Anyway, the browned steak was returned to the pan, where it was seasoned with sea salt, black pepper, brown sugar, ground cumin, ground coriander, and generous quantities of chilli - pimentón - (dulce) sweet, smoked, Spanish chilli, and its hotter cousin, picante; this was returned - with the pan juices - to the copper casserole dish, along with stock, tomao puree, and a tin of Italian San Marzano tomatoes.

This lot then went into a preheated oven, at a low enough temperature for two and a half hours.

At that stage, I checked the liquid, and added a mug of strong black (Ethiopian, because I have nothing else, but would have used central American coffee if I had it to hand,) coffee, with a spoon of brown sugar.

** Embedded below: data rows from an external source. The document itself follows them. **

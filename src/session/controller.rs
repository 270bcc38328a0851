use std::sync::{
    atomic::{AtomicU64, Ordering},
    Arc,
};
use std::time::Instant;

use anyhow::{bail, Context, Result};
use chrono::Utc;
use log::{error, info, warn};
use tokio::sync::{mpsc, watch, Mutex};
use tokio::task::JoinHandle;
use tokio::time::{self, Duration, MissedTickBehavior};
use tokio_util::sync::CancellationToken;
use uuid::Uuid;

use crate::assistant::AssistantCoach;
use crate::capabilities::{
    LocationEvent, LocationSource, MotionSource, Speaker, SpeechRecognizer,
};
use crate::config::FilterConfig;
use crate::db::Database;
use crate::fusion::FusionEngine;
use crate::milestone::{milestone_crossed, template_announcement};
use crate::models::{format_pace, format_time, RunRecord, RunStats, SessionStatus};
use crate::settings::SettingsStore;
use crate::voice::pipeline::{ControlRequest, VoicePipeline};

use super::state::RunState;

/// How long `start()` waits for the initial location fix.
const INITIAL_FIX_TIMEOUT_MS: u64 = 5000;
/// Cadence of the stats snapshot published for the voice pipeline and UI.
const TICK_INTERVAL: Duration = Duration::from_secs(1);

/// Background tasks owned by one running session, torn down together on stop.
struct SessionTasks {
    cancel: CancellationToken,
    location: JoinHandle<()>,
    motion: JoinHandle<()>,
    voice: JoinHandle<()>,
    ticker: JoinHandle<()>,
    distance: JoinHandle<()>,
    control: JoinHandle<()>,
}

/// Orchestrates the run lifecycle: owns the [`RunState`], starts and stops
/// the fusion engine, motion listener, and voice pipeline, and persists the
/// summary record.
///
/// Everything asynchronous carries the session generation: completions that
/// arrive after `stop()` bumped the counter are discarded instead of applied,
/// so a gateway call issued just before teardown cannot resurrect a stopped
/// session.
#[derive(Clone)]
pub struct RunController {
    state: Arc<Mutex<RunState>>,
    db: Database,
    settings: Arc<SettingsStore>,
    location: Arc<dyn LocationSource>,
    motion: Arc<dyn MotionSource>,
    recognizer: Arc<dyn SpeechRecognizer>,
    speaker: Arc<dyn Speaker>,
    coach: Arc<AssistantCoach>,
    config: FilterConfig,
    tasks: Arc<Mutex<Option<SessionTasks>>>,
    stats_tx: Arc<watch::Sender<RunStats>>,
    generation: Arc<AtomicU64>,
}
//! External collaborators for the negotiation service.
//!
//! Everything here sits behind the narrow traits defined in
//! `haggle-core`:
//!
//! - `sentiment` - remote polarity scoring (`SentimentSource`), plus the
//!   neutral local source used when no endpoint is configured
//! - `llm` - provider-agnostic completion client (OpenAI, Anthropic,
//!   Ollama wire formats)
//! - `formatter` - LLM-backed counteroffer wording
//!   (`CounterofferFormatter`)
//!
//! # Safety principle
//!
//! Collaborators never decide prices. The accept/reject/counter decision
//! and every session write happen in `haggle-core` before any code in
//! this crate runs; a collaborator failure can only degrade the wording
//! or the discount tier of a reply, never its numbers.

pub mod formatter;
pub mod llm;
pub mod sentiment;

The casserole was returned to the oven for a further hour, while, on the stove top, on a low heat, eight small onions (I would have used three or four large onions, if I had them, but, pre-Christmas shortages - for reasons well known to all, but connected with severed transport links due to both Covid and Brexit in the weeks immediately preceding Christmas - of standard sized organic onions meant my purchases in the farmers' market before Christmas were confined to small onions)- roughly chopped - onions were gently sautéed; when they were soft, a minced head of garlic (nine fat cloves) was added to the copper sauté pan.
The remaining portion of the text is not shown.